◆ EXERCISE DESCRIPTION:
Please give back, word for word, each line from the start of the entries through the one in which "const CONNECT_RETRY_DELAY: Duration" is found.
[Opening EXTRACTED ENTRIES section]
//! Lazily initialized backend connection.

use std::sync::Arc;
use std::time::Duration;

use tokio::sync::OnceCell;

use super::{BackendClient, BackendError};
use crate::config::BackendConfig;

/// Delay between connection attempts made by [`BackendHandle::spawn_connect`].
const CONNECT_RETRY_DELAY: Duration = Duration::from_secs(2);

/// Handle to the backend client, usable before the backend is reachable.
///
/// Reads check [`get`](Self::get) and are not issued while it returns `None`.
#[derive(Clone)]
pub struct BackendHandle {
    inner: Arc<BackendHandleInner>,
}

struct BackendHandleInner {
    config: BackendConfig,
    cell: OnceCell<BackendClient>,
}

impl BackendHandle {
    /// Create a handle that connects on first [`connect`](Self::connect).
    #[must_use]
    pub fn new(config: BackendConfig) -> Self {
        Self {
            inner: Arc::new(BackendHandleInner {
                config,
                cell: OnceCell::new(),
            }),
        }
    }

    /// Create a handle around an already connected client.
    #[must_use]
    pub fn ready(config: BackendConfig, client: BackendClient) -> Self {
        Self {
            inner: Arc::new(BackendHandleInner {
                config,
                cell: OnceCell::from(client),
            }),
        }
    }

    /// The client, if the connection has been established.
    #[must_use]
    pub fn get(&self) -> Option<&BackendClient> {
        self.inner.cell.get()
    }

    #[must_use]
    pub fn is_ready(&self) -> bool {
        self.inner.cell.initialized()
    }

    /// Connect if not connected yet. Concurrent callers share one attempt.
    ///
    /// # Errors
    ///
    /// Returns the connection error; a later call tries again.
    pub async fn connect(&self) -> Result<&BackendClient, BackendError> {
        self.inner
            .cell
            .get_or_try_init(|| BackendClient::connect(&self.inner.config))
            .await
    }

    /// Keep trying to connect in the background until it succeeds.
    pub fn spawn_connect(&self) -> tokio::task::JoinHandle<()> {
        let handle = self.clone();
        tokio::spawn(async move {
            loop {
                match handle.connect().await {
                    Ok(_) => {
                        tracing::info!(
                            backend = %handle.inner.config.url,
                            "Backend connection ready"
                        );
                        return;
                    }
                    Err(e) => {
                        tracing::warn!(error = %e, "Backend not ready, retrying");
                        tokio::time::sleep(CONNECT_RETRY_DELAY).await;
                    }
                }
            }
        })
    }
}

#[cfg(test)]
#[allow(clippy::unwrap_used)]
mod tests {
    use url::Url;

    use super::*;

    fn config() -> BackendConfig {
        BackendConfig {
            url: Url::parse("http://127.0.0.1:9").unwrap(),
            timeout: Duration::from_millis(200),
        }
    }

    #[test]
    fn test_new_handle_is_not_ready() {
        let handle = BackendHandle::new(config());
        assert!(!handle.is_ready());
        assert!(handle.get().is_none());
    }

    #[test]
    fn test_ready_handle() {
        let client = BackendClient::new(&config()).unwrap();
        let handle = BackendHandle::ready(config(), client);
        assert!(handle.is_ready());
        assert!(handle.get().is_some());
    }

    #[tokio::test]
    async fn test_failed_connect_stays_not_ready() {
        let handle = BackendHandle::new(config());
        assert!(handle.connect().await.is_err());
        assert!(!handle.is_ready());
    }
}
[Closing EXTRACTED ENTRIES section]
◆ SOLUTION TO THIS EXERCISE:
//! Lazily initialized backend connection.

use std::sync::Arc;
use std::time::Duration;

use tokio::sync::OnceCell;

use super::{BackendClient, BackendError};
use crate::config::BackendConfig;

/// Delay between connection attempts made by [`BackendHandle::spawn_connect`].
const CONNECT_RETRY_DELAY: Duration = Duration::from_secs(2);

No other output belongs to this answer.